Saved data entries
[Start of Attachment]

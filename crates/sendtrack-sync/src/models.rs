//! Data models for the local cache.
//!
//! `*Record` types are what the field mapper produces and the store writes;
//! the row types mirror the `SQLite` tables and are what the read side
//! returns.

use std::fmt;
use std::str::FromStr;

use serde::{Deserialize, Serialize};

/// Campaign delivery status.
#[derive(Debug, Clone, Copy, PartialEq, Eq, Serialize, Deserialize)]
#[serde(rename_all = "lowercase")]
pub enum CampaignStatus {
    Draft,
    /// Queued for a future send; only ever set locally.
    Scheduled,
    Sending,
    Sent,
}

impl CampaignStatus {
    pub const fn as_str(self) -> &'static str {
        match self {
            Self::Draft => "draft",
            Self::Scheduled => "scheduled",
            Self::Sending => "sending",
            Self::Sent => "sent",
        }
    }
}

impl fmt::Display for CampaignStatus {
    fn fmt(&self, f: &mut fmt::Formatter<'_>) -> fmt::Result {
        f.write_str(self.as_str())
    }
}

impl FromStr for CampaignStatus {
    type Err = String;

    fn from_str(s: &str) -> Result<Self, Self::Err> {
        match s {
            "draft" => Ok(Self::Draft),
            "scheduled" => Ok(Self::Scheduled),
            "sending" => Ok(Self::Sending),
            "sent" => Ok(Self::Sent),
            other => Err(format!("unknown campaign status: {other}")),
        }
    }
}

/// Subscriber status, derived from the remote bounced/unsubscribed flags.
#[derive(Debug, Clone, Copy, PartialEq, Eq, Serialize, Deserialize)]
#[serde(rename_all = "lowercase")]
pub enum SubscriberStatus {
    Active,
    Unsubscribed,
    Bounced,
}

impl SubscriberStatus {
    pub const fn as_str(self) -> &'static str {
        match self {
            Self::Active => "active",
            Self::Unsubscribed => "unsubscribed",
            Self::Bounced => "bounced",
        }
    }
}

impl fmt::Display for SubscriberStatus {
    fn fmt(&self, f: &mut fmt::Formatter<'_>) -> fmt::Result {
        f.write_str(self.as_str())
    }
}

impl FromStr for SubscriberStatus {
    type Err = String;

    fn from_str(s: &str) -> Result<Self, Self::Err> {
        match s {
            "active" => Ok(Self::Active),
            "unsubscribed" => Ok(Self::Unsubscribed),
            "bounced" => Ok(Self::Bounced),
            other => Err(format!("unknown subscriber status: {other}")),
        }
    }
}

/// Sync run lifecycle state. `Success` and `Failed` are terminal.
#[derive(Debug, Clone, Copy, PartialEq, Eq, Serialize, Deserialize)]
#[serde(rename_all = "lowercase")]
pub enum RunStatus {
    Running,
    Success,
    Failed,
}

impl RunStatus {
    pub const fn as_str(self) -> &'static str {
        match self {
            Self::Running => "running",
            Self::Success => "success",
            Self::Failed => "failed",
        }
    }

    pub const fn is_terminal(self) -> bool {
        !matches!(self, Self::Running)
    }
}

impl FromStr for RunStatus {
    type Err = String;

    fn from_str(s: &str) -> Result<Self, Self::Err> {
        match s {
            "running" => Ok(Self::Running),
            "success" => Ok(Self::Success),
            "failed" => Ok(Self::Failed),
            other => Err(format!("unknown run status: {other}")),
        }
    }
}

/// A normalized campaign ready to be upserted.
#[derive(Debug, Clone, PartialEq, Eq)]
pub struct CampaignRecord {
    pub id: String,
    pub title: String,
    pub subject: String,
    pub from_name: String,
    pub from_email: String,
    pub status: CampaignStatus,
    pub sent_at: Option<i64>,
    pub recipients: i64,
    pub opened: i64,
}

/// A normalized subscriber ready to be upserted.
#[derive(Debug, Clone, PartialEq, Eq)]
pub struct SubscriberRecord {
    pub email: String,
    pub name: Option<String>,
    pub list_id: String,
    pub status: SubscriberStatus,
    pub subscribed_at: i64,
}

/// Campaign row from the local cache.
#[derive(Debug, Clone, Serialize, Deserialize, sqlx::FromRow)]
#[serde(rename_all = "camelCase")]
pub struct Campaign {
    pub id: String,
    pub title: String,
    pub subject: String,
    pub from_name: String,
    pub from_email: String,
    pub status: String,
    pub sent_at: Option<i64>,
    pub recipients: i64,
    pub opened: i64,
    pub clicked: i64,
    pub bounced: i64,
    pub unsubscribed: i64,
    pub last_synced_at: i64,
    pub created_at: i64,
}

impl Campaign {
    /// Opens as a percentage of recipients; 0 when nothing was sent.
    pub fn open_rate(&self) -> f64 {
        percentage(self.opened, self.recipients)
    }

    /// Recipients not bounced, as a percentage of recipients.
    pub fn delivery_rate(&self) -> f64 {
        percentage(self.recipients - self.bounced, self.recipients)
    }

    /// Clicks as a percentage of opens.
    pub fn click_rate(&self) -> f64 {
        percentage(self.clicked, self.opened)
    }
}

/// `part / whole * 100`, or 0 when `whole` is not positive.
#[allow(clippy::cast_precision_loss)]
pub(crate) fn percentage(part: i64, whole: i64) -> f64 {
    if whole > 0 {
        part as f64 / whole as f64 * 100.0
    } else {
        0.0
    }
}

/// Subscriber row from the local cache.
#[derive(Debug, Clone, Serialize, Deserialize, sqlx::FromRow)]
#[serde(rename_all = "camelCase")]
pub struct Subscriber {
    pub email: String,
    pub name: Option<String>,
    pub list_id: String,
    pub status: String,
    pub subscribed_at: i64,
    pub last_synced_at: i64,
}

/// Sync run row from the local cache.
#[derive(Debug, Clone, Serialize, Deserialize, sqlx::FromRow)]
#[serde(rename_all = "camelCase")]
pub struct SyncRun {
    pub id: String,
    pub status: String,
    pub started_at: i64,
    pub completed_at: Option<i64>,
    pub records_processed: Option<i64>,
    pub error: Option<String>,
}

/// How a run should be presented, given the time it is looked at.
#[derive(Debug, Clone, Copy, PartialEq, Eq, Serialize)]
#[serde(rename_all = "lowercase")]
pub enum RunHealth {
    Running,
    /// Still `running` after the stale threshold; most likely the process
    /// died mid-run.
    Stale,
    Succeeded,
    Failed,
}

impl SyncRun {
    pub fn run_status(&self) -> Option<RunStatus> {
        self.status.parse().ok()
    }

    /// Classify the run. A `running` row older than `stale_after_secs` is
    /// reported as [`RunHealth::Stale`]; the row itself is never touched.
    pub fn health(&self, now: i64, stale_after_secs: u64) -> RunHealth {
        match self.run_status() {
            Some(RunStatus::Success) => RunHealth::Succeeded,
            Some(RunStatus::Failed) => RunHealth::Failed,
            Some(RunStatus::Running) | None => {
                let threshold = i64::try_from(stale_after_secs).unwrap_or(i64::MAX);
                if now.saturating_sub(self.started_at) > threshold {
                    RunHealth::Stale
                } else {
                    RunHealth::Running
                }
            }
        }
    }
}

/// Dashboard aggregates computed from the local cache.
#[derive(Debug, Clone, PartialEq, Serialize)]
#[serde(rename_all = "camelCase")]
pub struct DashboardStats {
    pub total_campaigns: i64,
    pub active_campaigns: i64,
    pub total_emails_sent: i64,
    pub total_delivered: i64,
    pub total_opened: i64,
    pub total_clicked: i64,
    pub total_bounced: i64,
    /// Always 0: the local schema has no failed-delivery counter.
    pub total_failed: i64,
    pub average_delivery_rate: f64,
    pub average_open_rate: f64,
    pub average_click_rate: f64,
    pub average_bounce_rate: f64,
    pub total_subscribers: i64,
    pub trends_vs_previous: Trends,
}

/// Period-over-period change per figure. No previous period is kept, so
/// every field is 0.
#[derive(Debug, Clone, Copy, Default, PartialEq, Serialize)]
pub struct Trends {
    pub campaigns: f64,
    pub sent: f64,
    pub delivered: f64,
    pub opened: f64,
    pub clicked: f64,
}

[End of Attachment]

## The problem
Look over the entries above and say how many lines contain "cache"; give only the number.

## Answer space
5